Several pathways and pathologies have been suggested as connections between obesity and diabetes, including inflammation of adipose and other tissues, toxic lipids, endoplasmic reticulum stress, and fatty liver. One specific proposal is that insulin resistance induces a vicious cycle in which hyperinsulinemia increases hepatic lipogenesis and exacerbates fatty liver, in turn further increasing insulin resistance. Here I suggest that reversing this cycle via suppression of the lipogenic transcription factor SREBP-1c is a common thread that connects the antidiabetic effects of a surprising number of nuclear hormone receptors, including CAR, LRH-1, TRβ, ERα and FXR/SHP.

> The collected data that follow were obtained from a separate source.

use crate::enums::{ChannelType, Metric, SubChannel};
use chrono::NaiveDate;
use rust_decimal::Decimal;
use serde::{Deserialize, Serialize};
use std::collections::BTreeMap;

/// One named sub-channel's figures for a single day.
#[derive(Debug, Clone, PartialEq, Serialize, Deserialize)]
pub struct SubChannelSlice {
    pub net: Decimal,
    pub gmv: Decimal,
    pub traffic: u64,
    /// Spend is only tracked for paid sub-channels.
    #[serde(default)]
    pub spend: Option<Decimal>,
}

/// The direct-to-consumer channel's per-day sub-channel breakdown.
///
/// Each slice is optional: a day with no social activity simply carries no
/// social slice. Sub-channel sums must not exceed the parent DTC totals,
/// which is checked downstream by the validator rather than enforced here.
#[derive(Debug, Clone, Default, PartialEq, Serialize, Deserialize)]
pub struct DtcBreakdown {
    #[serde(default)]
    pub social: Option<SubChannelSlice>,
    #[serde(default)]
    pub employee: Option<SubChannelSlice>,
    #[serde(default)]
    pub advertising: Option<SubChannelSlice>,
    #[serde(default)]
    pub organic: Option<SubChannelSlice>,
}

impl DtcBreakdown {
    /// Returns the slice for the given sub-channel, if the day recorded one.
    pub fn slice(&self, sub: SubChannel) -> Option<&SubChannelSlice> {
        match sub {
            SubChannel::Social => self.social.as_ref(),
            SubChannel::Employee => self.employee.as_ref(),
            SubChannel::Advertising => self.advertising.as_ref(),
            SubChannel::Organic => self.organic.as_ref(),
        }
    }
}

/// One calendar date x one base channel, as delivered by the retrieval
/// collaborator. Field types and ranges are already validated upstream;
/// the core only re-checks cross-field business invariants.
#[derive(Debug, Clone, PartialEq, Serialize, Deserialize)]
pub struct DailyRecord {
    pub date: NaiveDate,
    pub channel: ChannelType,

    // Amounts
    #[serde(default)]
    pub gmv: Decimal,
    #[serde(default)]
    pub net: Decimal,
    #[serde(default)]
    pub cancel_amount: Decimal,
    #[serde(default)]
    pub return_amount: Decimal,

    // Counts
    #[serde(default)]
    pub gmv_units: u64,
    #[serde(default)]
    pub net_units: u64,
    #[serde(default)]
    pub uv: u64,
    #[serde(default)]
    pub buyers: u64,
    #[serde(default)]
    pub orders: u64,
    #[serde(default)]
    pub paid_traffic: u64,
    #[serde(default)]
    pub free_traffic: u64,

    /// Populated only when `channel == ChannelType::DirectToConsumer`.
    #[serde(default)]
    pub breakdown: Option<DtcBreakdown>,
}

/// A named sub-channel's summed contribution over one month, extracted from
/// the daily breakdowns. This is the quantity the exclusion engine subtracts.
#[derive(Debug, Clone, PartialEq, Serialize, Deserialize)]
pub struct SubChannelMonthly {
    pub sub_channel: SubChannel,
    pub net: Decimal,
    pub gmv: Decimal,
    pub traffic: u64,
    pub spend: Option<Decimal>,
    /// Number of daily slices that contributed.
    pub day_count: usize,
}

impl SubChannelMonthly {
    /// An all-zero contribution, used when a period has no recorded slices.
    pub fn zero(sub: SubChannel) -> Self {
        Self {
            sub_channel: sub,
            net: Decimal::ZERO,
            gmv: Decimal::ZERO,
            traffic: 0,
            spend: None,
            day_count: 0,
        }
    }

    /// True when no daily slice contributed to this contribution.
    pub fn is_empty(&self) -> bool {
        self.day_count == 0
    }
}

/// One (year, month, channel) reporting result.
///
/// Created with zeroed sums and undefined ratios, then enriched in place by
/// the aggregator, the metric calculator, the growth calculator and the
/// fiscal calculator. Exactly one instance per (year, month, channel) exists
/// in a pipeline's output.
#[derive(Debug, Clone, PartialEq, Serialize, Deserialize)]
pub struct MonthlyMetric {
    pub year: i32,
    pub month: u32,
    pub channel: ChannelType,

    // I. Summed quantities
    pub gmv: Decimal,
    pub net: Decimal,
    pub cancel_amount: Decimal,
    pub return_amount: Decimal,
    pub gmv_units: u64,
    pub net_units: u64,
    pub uv: u64,
    pub buyers: u64,
    pub orders: u64,
    pub paid_traffic: u64,
    pub free_traffic: u64,
    /// Number of distinct dates that contributed to the sums.
    pub day_count: usize,

    // II. Derived ratios (None = undefined, e.g. a zero denominator)
    pub aov: Option<Decimal>,
    pub atv: Option<Decimal>,
    pub aur: Option<Decimal>,
    pub cr: Option<Decimal>,
    pub upt: Option<Decimal>,
    pub repeat_rate: Option<Decimal>,
    pub cancel_rate: Option<Decimal>,
    pub return_rate: Option<Decimal>,
    pub rrc: Option<Decimal>,
    pub rrc_after_cancel: Option<Decimal>,

    // III. Growth annotations, per metric (absent key = undefined)
    #[serde(default)]
    pub yoy: BTreeMap<Metric, Decimal>,
    #[serde(default)]
    pub mom: BTreeMap<Metric, Decimal>,

    // IV. Fiscal annotation
    #[serde(default)]
    pub fiscal_year: Option<i32>,

    /// This channel's net as a percentage of the period's TOTAL net.
    /// Undefined for TOTAL itself and for periods without a TOTAL entry.
    #[serde(default)]
    pub net_share: Option<Decimal>,
}

impl MonthlyMetric {
    /// Creates a zeroed result for the given period and channel.
    pub fn new(year: i32, month: u32, channel: ChannelType) -> Self {
        Self {
            year,
            month,
            channel,
            gmv: Decimal::ZERO,
            net: Decimal::ZERO,
            cancel_amount: Decimal::ZERO,
            return_amount: Decimal::ZERO,
            gmv_units: 0,
            net_units: 0,
            uv: 0,
            buyers: 0,
            orders: 0,
            paid_traffic: 0,
            free_traffic: 0,
            day_count: 0,
            aov: None,
            atv: None,
            aur: None,
            cr: None,
            upt: None,
            repeat_rate: None,
            cancel_rate: None,
            return_rate: None,
            rrc: None,
            rrc_after_cancel: None,
            yoy: BTreeMap::new(),
            mom: BTreeMap::new(),
            fiscal_year: None,
            net_share: None,
        }
    }

    /// The period formatted as `YYYY-MM`.
    pub fn period(&self) -> String {
        format!("{}-{:02}", self.year, self.month)
    }

    /// Generic field access: the value of any metric as a `Decimal`.
    ///
    /// Summed quantities are always defined; ratios return their stored
    /// (possibly undefined) value. This is what makes per-field growth a
    /// single loop instead of twenty-one hand-written comparisons.
    pub fn value(&self, metric: Metric) -> Option<Decimal> {
        match metric {
            Metric::Gmv => Some(self.gmv),
            Metric::Net => Some(self.net),
            Metric::GmvUnits => Some(Decimal::from(self.gmv_units)),
            Metric::NetUnits => Some(Decimal::from(self.net_units)),
            Metric::Uv => Some(Decimal::from(self.uv)),
            Metric::Buyers => Some(Decimal::from(self.buyers)),
            Metric::Orders => Some(Decimal::from(self.orders)),
            Metric::PaidTraffic => Some(Decimal::from(self.paid_traffic)),
            Metric::FreeTraffic => Some(Decimal::from(self.free_traffic)),
            Metric::CancelAmount => Some(self.cancel_amount),
            Metric::ReturnAmount => Some(self.return_amount),
            Metric::Aov => self.aov,
            Metric::Atv => self.atv,
            Metric::Aur => self.aur,
            Metric::Cr => self.cr,
            Metric::Upt => self.upt,
            Metric::RepeatRate => self.repeat_rate,
            Metric::CancelRate => self.cancel_rate,
            Metric::ReturnRate => self.return_rate,
            Metric::Rrc => self.rrc,
            Metric::RrcAfterCancel => self.rrc_after_cancel,
        }
    }

    /// Year-over-year growth for a metric, in percent.
    pub fn yoy_growth(&self, metric: Metric) -> Option<Decimal> {
        self.yoy.get(&metric).copied()
    }

    /// Month-over-month growth for a metric, in percent.
    pub fn mom_growth(&self, metric: Metric) -> Option<Decimal> {
        self.mom.get(&metric).copied()
    }
}

#[cfg(test)]
mod tests {
    use super::*;
    use rust_decimal_macros::dec;

    #[test]
    fn new_metric_has_undefined_ratios() {
        let m = MonthlyMetric::new(2025, 6, ChannelType::Total);
        assert_eq!(m.gmv, Decimal::ZERO);
        assert_eq!(m.aov, None);
        assert_eq!(m.value(Metric::Cr), None);
        assert_eq!(m.value(Metric::Net), Some(Decimal::ZERO));
    }

    #[test]
    fn period_is_zero_padded() {
        let m = MonthlyMetric::new(2025, 4, ChannelType::Platform);
        assert_eq!(m.period(), "2025-04");
    }

    #[test]
    fn value_exposes_counts_as_decimal() {
        let mut m = MonthlyMetric::new(2025, 6, ChannelType::DirectToConsumer);
        m.uv = 1_200;
        m.aov = Some(dec!(185.50));
        assert_eq!(m.value(Metric::Uv), Some(dec!(1200)));
        assert_eq!(m.value(Metric::Aov), Some(dec!(185.50)));
    }

    #[test]
    fn breakdown_slice_lookup() {
        let breakdown = DtcBreakdown {
            social: Some(SubChannelSlice {
                net: dec!(100),
                gmv: dec!(120),
                traffic: 50,
                spend: Some(dec!(10)),
            }),
            ..DtcBreakdown::default()
        };
        assert!(breakdown.slice(SubChannel::Social).is_some());
        assert!(breakdown.slice(SubChannel::Employee).is_none());
    }
}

The diverse members of the nuclear receptor superfamily exert a wide range of metabolic regulatory effects. Within the context of insulin resistance and type 2 diabetes, the best known may be the classic hyperglycemic and diabetogenic effects of glucocorticoids (Ingle, 1941; Ingle et al., 1945; Long et al., 1940; Munck, 1971), and GR has been found more recently to directly downregulate key components of the insulin signaling cascade (Rose et al., 2010). Glucorticoids can be produced outside the adrenal, and local production by visceral adipose tissue is thought to be a contributor to insulin resistance in obesity (Gathercole and Stewart, 2010). In the liver, glucocorticoid excess promotes steatosis (Rose et al., 2010), and glucocorticoids have emerged more recently as modulators of additional hepatic metabolic pathways, including bile acid homeostasis (Rose et al., 2011).

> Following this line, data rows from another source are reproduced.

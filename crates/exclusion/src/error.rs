use core_types::ChannelType;
use thiserror::Error;

#[derive(Error, Debug)]
pub enum ExclusionError {
    #[error("Channel {0} has no derivation rule")]
    NotDerivable(ChannelType),

    #[error("Channel {0} is a composite; derive it via core_business")]
    Composite(ChannelType),

    #[error(
        "Period mismatch between composite inputs: {left_year}-{left_month:02} vs {right_year}-{right_month:02}"
    )]
    PeriodMismatch {
        left_year: i32,
        left_month: u32,
        right_year: i32,
        right_month: u32,
    },

    #[error("Expected {expected} as the base for this derivation, got {found}")]
    WrongBase {
        expected: ChannelType,
        found: ChannelType,
    },
}
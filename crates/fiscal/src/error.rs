use thiserror::Error;

#[derive(Error, Debug)]
pub enum FiscalError {
    #[error("Month {0} is not a valid calendar month")]
    InvalidMonth(u32),

    #[error("{year}-{month:02} does not fall inside fiscal year {fiscal_year}")]
    OutsideFiscalYear {
        fiscal_year: i32,
        year: i32,
        month: u32,
    },
}
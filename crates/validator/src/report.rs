use rust_decimal::Decimal;
use serde::Serialize;
use std::fmt;

/// How serious a violated check is.
#[derive(Debug, Clone, Copy, PartialEq, Eq, Serialize)]
pub enum Severity {
    /// Structural violation; the affected record should not be used.
    Error,
    /// Relational mismatch or identity drift; the record is still usable.
    Warning,
}

impl fmt::Display for Severity {
    fn fmt(&self, f: &mut fmt::Formatter<'_>) -> fmt::Result {
        match self {
            Severity::Error => f.write_str("ERROR"),
            Severity::Warning => f.write_str("WARNING"),
        }
    }
}

/// One violated check.
#[derive(Debug, Clone, PartialEq, Serialize)]
pub struct Finding {
    pub severity: Severity,
    /// Where the violation sits, e.g. `2025-06 DTC`.
    pub context: String,
    pub message: String,
}

impl fmt::Display for Finding {
    fn fmt(&self, f: &mut fmt::Formatter<'_>) -> fmt::Result {
        write!(f, "[{}] {}: {}", self.severity, self.context, self.message)
    }
}

/// The validator's output: every violated check plus an aggregate quality
/// score (fraction of checks passed).
#[derive(Debug, Clone, Default, Serialize)]
pub struct ValidationReport {
    pub findings: Vec<Finding>,
    pub checks_run: usize,
    pub checks_passed: usize,
}

impl ValidationReport {
    pub fn new() -> Self {
        Self::default()
    }

    /// Records one check that passed.
    pub fn record_pass(&mut self) {
        self.checks_run += 1;
        self.checks_passed += 1;
    }

    /// Records a failed check at error severity.
    pub fn add_error(&mut self, context: impl Into<String>, message: impl Into<String>) {
        self.checks_run += 1;
        self.findings.push(Finding {
            severity: Severity::Error,
            context: context.into(),
            message: message.into(),
        });
    }

    /// Records a failed check at warning severity.
    pub fn add_warning(&mut self, context: impl Into<String>, message: impl Into<String>) {
        self.checks_run += 1;
        self.findings.push(Finding {
            severity: Severity::Warning,
            context: context.into(),
            message: message.into(),
        });
    }

    /// Folds findings produced elsewhere (screening, hierarchy checks,
    /// substitution notes) into this report, counting each as a failed check.
    pub fn absorb(&mut self, findings: impl IntoIterator<Item = Finding>) {
        for finding in findings {
            self.checks_run += 1;
            self.findings.push(finding);
        }
    }

    pub fn error_count(&self) -> usize {
        self.findings
            .iter()
            .filter(|f| f.severity == Severity::Error)
            .count()
    }

    pub fn warning_count(&self) -> usize {
        self.findings
            .iter()
            .filter(|f| f.severity == Severity::Warning)
            .count()
    }

    /// True when no error-severity finding was recorded.
    pub fn is_valid(&self) -> bool {
        self.error_count() == 0
    }

    /// Fraction of checks passed, in `[0, 1]`. An empty report scores 1.
    pub fn quality_score(&self) -> Decimal {
        if self.checks_run == 0 {
            return Decimal::ONE;
        }
        Decimal::from(self.checks_passed as u64) / Decimal::from(self.checks_run as u64)
    }
}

Activation of the oxysterol receptors LXRα and LXRβ may also have negative effects, since they are well known inducers of hepatic lipogenesis and fatty liver, and double knockouts do not become insulin resistant when fed a high fat diet (Kalaany et al., 2005; Kalaany and Mangelsdorf, 2005). They are essential for the activation of SREBP-1c expression by insulin (Horton et al., 2002; Repa et al., 2000; Yoshikawa et al., 2001), and the elevated expression of LXRα observed in human subjects with non-alcoholic fatty liver disease (NAFLD) is correlated with increased expression of SREBP-1c and its downstream lipogenic targets (Higuchi et al., 2008). However, synthetic LXR agonists can have antidiabetic effects in some cases (Cao et al., 2003; Commerford et al., 2007; Grefhorst et al., 2005; Herzog et al., 2007; Laffitte et al., 2003; Liu et al., 2006). Such effects have been attributed to promotion of peripheral glucose uptake, particularly by inducing Glut4 expression in adipose tissues, and suppression of hepatic gluconeogenesis via repression of hepatic GR and gluconeogenic gene expression.

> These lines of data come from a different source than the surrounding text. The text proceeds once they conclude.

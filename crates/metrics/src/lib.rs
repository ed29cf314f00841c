//! # Meridian Metric Calculator
//!
//! Pure formulas mapping a month's raw sums to derived ratios: average
//! values, conversion, refund rates. This crate is the single place the
//! formulas live; aggregation, exclusion and YTD accumulation all call
//! [`MetricCalculator::recompute`] after adjusting sums, so a derived
//! channel's ratios can never be built by combining other ratios.
//!
//! ## Division-by-zero policy
//!
//! Every formula whose denominator is zero resolves to `None` ("undefined"),
//! never to an error and never to `0`. Undefinedness propagates untouched
//! through growth and validation.

pub mod calculator;

pub use calculator::{MetricCalculator, within_relative_tolerance};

The bile acid receptor FXR may also have conflicting effects in different contexts. Loss of FXR results in steatosis (Sinal et al., 2000) and insulin resistance (Ma et al., 2006; Zhang et al., 2006) in mice fed normal chow, and there are reports of beneficial effects of both bile acids and synthetic FXR ligands on insulin sensitivity (Cipriani et al., 2010; Sanyal et al., 2009; Watanabe et al., 2006; Zhang et al., 2006). However, FXR deficiency reportedly improves glucose homeostasis in mouse models of obesity (Prawitt et al., 2011), and long term FXR activation via a synthetic agonist induces obesity and insulin resistance, perhaps via suppression of endogenous bile acid pools (Watanabe et al., 2011).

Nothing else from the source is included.